▸ **DATASET RECORDS**:
□ □ □
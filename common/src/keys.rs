use serde::{Deserialize, Serialize};
use std::fmt;

/// A key as delivered by the input device, before shift is applied.
#[derive(Debug, Clone, Copy, PartialEq, Eq, Hash)]
pub enum KeyCode {
    Char(char),
    Enter,
    Esc,
    Backspace,
    Tab,
    Other,
}

/// A key after normalization. This is what command bindings match against.
#[derive(Debug, Clone, Copy, PartialEq, Eq, Hash, Serialize, Deserialize)]
pub enum Key {
    Char(char),
    Enter,
    Esc,
    Backspace,
    /// Sentinel for keys outside the supported set. Never bound.
    Unsupported,
}

impl Key {
    pub fn as_char(self) -> Option<char> {
        match self {
            Key::Char(c) => Some(c),
            _ => None,
        }
    }

    pub fn is_digit(self) -> bool {
        matches!(self, Key::Char(c) if c.is_ascii_digit())
    }
}

impl fmt::Display for Key {
    fn fmt(&self, f: &mut fmt::Formatter<'_>) -> fmt::Result {
        match self {
            Key::Char(' ') => f.pad("space"),
            Key::Char(c) => f.pad(c.encode_utf8(&mut [0; 4])),
            Key::Enter => f.pad("enter"),
            Key::Esc => f.pad("esc"),
            Key::Backspace => f.pad("bksp"),
            Key::Unsupported => f.pad("?"),
        }
    }
}

/// Apply the shift modifier to a raw key code (US layout).
///
/// Letters map to lower case unless shifted. Digits and unshifted
/// punctuation map to their shifted symbol when shift is held. Characters
/// that are already shifted symbols pass through unchanged, so terminals that
/// report both the symbol and the modifier normalize the same way as those
/// that only report the symbol. Anything outside printable ASCII is
/// `Key::Unsupported`.
pub fn normalize(code: KeyCode, shift: bool) -> Key {
    match code {
        KeyCode::Char(c) if c.is_ascii_alphabetic() => {
            if shift {
                Key::Char(c.to_ascii_uppercase())
            } else {
                Key::Char(c.to_ascii_lowercase())
            }
        }
        KeyCode::Char(' ') => Key::Char(' '),
        KeyCode::Char(c) if c.is_ascii_graphic() => {
            if shift {
                Key::Char(shifted_symbol(c).unwrap_or(c))
            } else {
                Key::Char(c)
            }
        }
        KeyCode::Char(_) => Key::Unsupported,
        KeyCode::Enter => Key::Enter,
        KeyCode::Esc => Key::Esc,
        KeyCode::Backspace => Key::Backspace,
        KeyCode::Tab | KeyCode::Other => Key::Unsupported,
    }
}

fn shifted_symbol(c: char) -> Option<char> {
    let shifted = match c {
        '1' => '!',
        '2' => '@',
        '3' => '#',
        '4' => '$',
        '5' => '%',
        '6' => '^',
        '7' => '&',
        '8' => '*',
        '9' => '(',
        '0' => ')',
        '-' => '_',
        '=' => '+',
        '[' => '{',
        ']' => '}',
        '\\' => '|',
        ';' => ':',
        '\'' => '"',
        ',' => '<',
        '.' => '>',
        '/' => '?',
        '`' => '~',
        _ => return None,
    };
    Some(shifted)
}
//! Tests for MCP Initialize Handler

use super::*;
use serde_json::json;

#[test]
fn test_initialize_success() {
    let params = json!({
        "protocolVersion": "2024-11-05",
        "clientInfo": {
            "name": "test-client",
            "version": "1.0.0"
        }
    });

    let result = handle_initialize(params).unwrap();

    assert_eq!(result["protocolVersion"], "2024-11-05");
    assert_eq!(result["serverInfo"]["name"], "neo4j-gds");
    assert!(result["serverInfo"]["version"].is_string());
    assert_eq!(result["capabilities"]["tools"]["listChanged"], false);
}

#[test]
fn test_initialize_echoes_each_supported_version() {
    for version in SUPPORTED_PROTOCOL_VERSIONS {
        let result = handle_initialize(json!({"protocolVersion": version})).unwrap();
        assert_eq!(result["protocolVersion"], *version);
    }
}

#[test]
fn test_initialize_wrong_version() {
    let params = json!({
        "protocolVersion": "1999-01-01",
        "clientInfo": {"name": "test-client"}
    });

    let err = handle_initialize(params).unwrap_err();
    assert_eq!(err.code, crate::mcp::types::INVALID_REQUEST);
    assert!(err.message.contains("Unsupported protocol version"));
    assert!(err.message.contains("1999-01-01"));
    assert!(err.message.contains("2024-11-05"));
}

#[test]
fn test_initialize_missing_version() {
    let err = handle_initialize(json!({"clientInfo": {"name": "test-client"}})).unwrap_err();
    assert_eq!(err.code, crate::mcp::types::INVALID_PARAMS);
    assert!(err.message.contains("Missing protocolVersion"));
}

#[test]
fn test_initialize_null_params() {
    let err = handle_initialize(Value::Null).unwrap_err();
    assert_eq!(err.code, crate::mcp::types::INVALID_PARAMS);
}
□ □ □
▸ **WHAT IS EXPECTED**: For each line shown above, write an exact copy.

▸ **OUTPUT OF THE EXERCISE**:
filename common/src/keys.rs
use serde::{Deserialize, Serialize};
use std::fmt;

/// A key as delivered by the input device, before shift is applied.
#[derive(Debug, Clone, Copy, PartialEq, Eq, Hash)]
pub enum KeyCode {
    Char(char),
    Enter,
    Esc,
    Backspace,
    Tab,
    Other,
}

/// A key after normalization. This is what command bindings match against.
#[derive(Debug, Clone, Copy, PartialEq, Eq, Hash, Serialize, Deserialize)]
pub enum Key {
    Char(char),
    Enter,
    Esc,
    Backspace,
    /// Sentinel for keys outside the supported set. Never bound.
    Unsupported,
}

impl Key {
    pub fn as_char(self) -> Option<char> {
        match self {
            Key::Char(c) => Some(c),
            _ => None,
        }
    }

    pub fn is_digit(self) -> bool {
        matches!(self, Key::Char(c) if c.is_ascii_digit())
    }
}

impl fmt::Display for Key {
    fn fmt(&self, f: &mut fmt::Formatter<'_>) -> fmt::Result {
        match self {
            Key::Char(' ') => f.pad("space"),
            Key::Char(c) => f.pad(c.encode_utf8(&mut [0; 4])),
            Key::Enter => f.pad("enter"),
            Key::Esc => f.pad("esc"),
            Key::Backspace => f.pad("bksp"),
            Key::Unsupported => f.pad("?"),
        }
    }
}

/// Apply the shift modifier to a raw key code (US layout).
///
/// Letters map to lower case unless shifted. Digits and unshifted
/// punctuation map to their shifted symbol when shift is held. Characters
/// that are already shifted symbols pass through unchanged, so terminals that
/// report both the symbol and the modifier normalize the same way as those
/// that only report the symbol. Anything outside printable ASCII is
/// `Key::Unsupported`.
pub fn normalize(code: KeyCode, shift: bool) -> Key {
    match code {
        KeyCode::Char(c) if c.is_ascii_alphabetic() => {
            if shift {
                Key::Char(c.to_ascii_uppercase())
            } else {
                Key::Char(c.to_ascii_lowercase())
            }
        }
        KeyCode::Char(' ') => Key::Char(' '),
        KeyCode::Char(c) if c.is_ascii_graphic() => {
            if shift {
                Key::Char(shifted_symbol(c).unwrap_or(c))
            } else {
                Key::Char(c)
            }
        }
        KeyCode::Char(_) => Key::Unsupported,
        KeyCode::Enter => Key::Enter,
        KeyCode::Esc => Key::Esc,
        KeyCode::Backspace => Key::Backspace,
        KeyCode::Tab | KeyCode::Other => Key::Unsupported,
    }
}

fn shifted_symbol(c: char) -> Option<char> {
    let shifted = match c {
        '1' => '!',
        '2' => '@',
        '3' => '#',
        '4' => '$',
        '5' => '%',
        '6' => '^',
        '7' => '&',
        '8' => '*',
        '9' => '(',
        '0' => ')',
        '-' => '_',
        '=' => '+',
        '[' => '{',
        ']' => '}',
        '\\' => '|',
        ';' => ':',
        '\'' => '"',
        ',' => '<',
        '.' => '>',
        '/' => '?',
        '`' => '~',
        _ => return None,
    };
    Some(shifted)
}
//! Tests for MCP Initialize Handler

use super::*;
use serde_json::json;

#[test]
fn test_initialize_success() {
    let params = json!({
        "protocolVersion": "2024-11-05",
        "clientInfo": {
            "name": "test-client",
            "version": "1.0.0"
        }
    });

    let result = handle_initialize(params).unwrap();

    assert_eq!(result["protocolVersion"], "2024-11-05");
    assert_eq!(result["serverInfo"]["name"], "neo4j-gds");
    assert!(result["serverInfo"]["version"].is_string());
    assert_eq!(result["capabilities"]["tools"]["listChanged"], false);
}

#[test]
fn test_initialize_echoes_each_supported_version() {
    for version in SUPPORTED_PROTOCOL_VERSIONS {
        let result = handle_initialize(json!({"protocolVersion": version})).unwrap();
        assert_eq!(result["protocolVersion"], *version);
    }
}

#[test]
fn test_initialize_wrong_version() {
    let params = json!({
        "protocolVersion": "1999-01-01",
        "clientInfo": {"name": "test-client"}
    });

    let err = handle_initialize(params).unwrap_err();
    assert_eq!(err.code, crate::mcp::types::INVALID_REQUEST);
    assert!(err.message.contains("Unsupported protocol version"));
    assert!(err.message.contains("1999-01-01"));
    assert!(err.message.contains("2024-11-05"));
}

#[test]
fn test_initialize_missing_version() {
    let err = handle_initialize(json!({"clientInfo": {"name": "test-client"}})).unwrap_err();
    assert_eq!(err.code, crate::mcp::types::INVALID_PARAMS);
    assert!(err.message.contains("Missing protocolVersion"));
}

#[test]
fn test_initialize_null_params() {
    let err = handle_initialize(Value::Null).unwrap_err();
    assert_eq!(err.code, crate::mcp::types::INVALID_PARAMS);
}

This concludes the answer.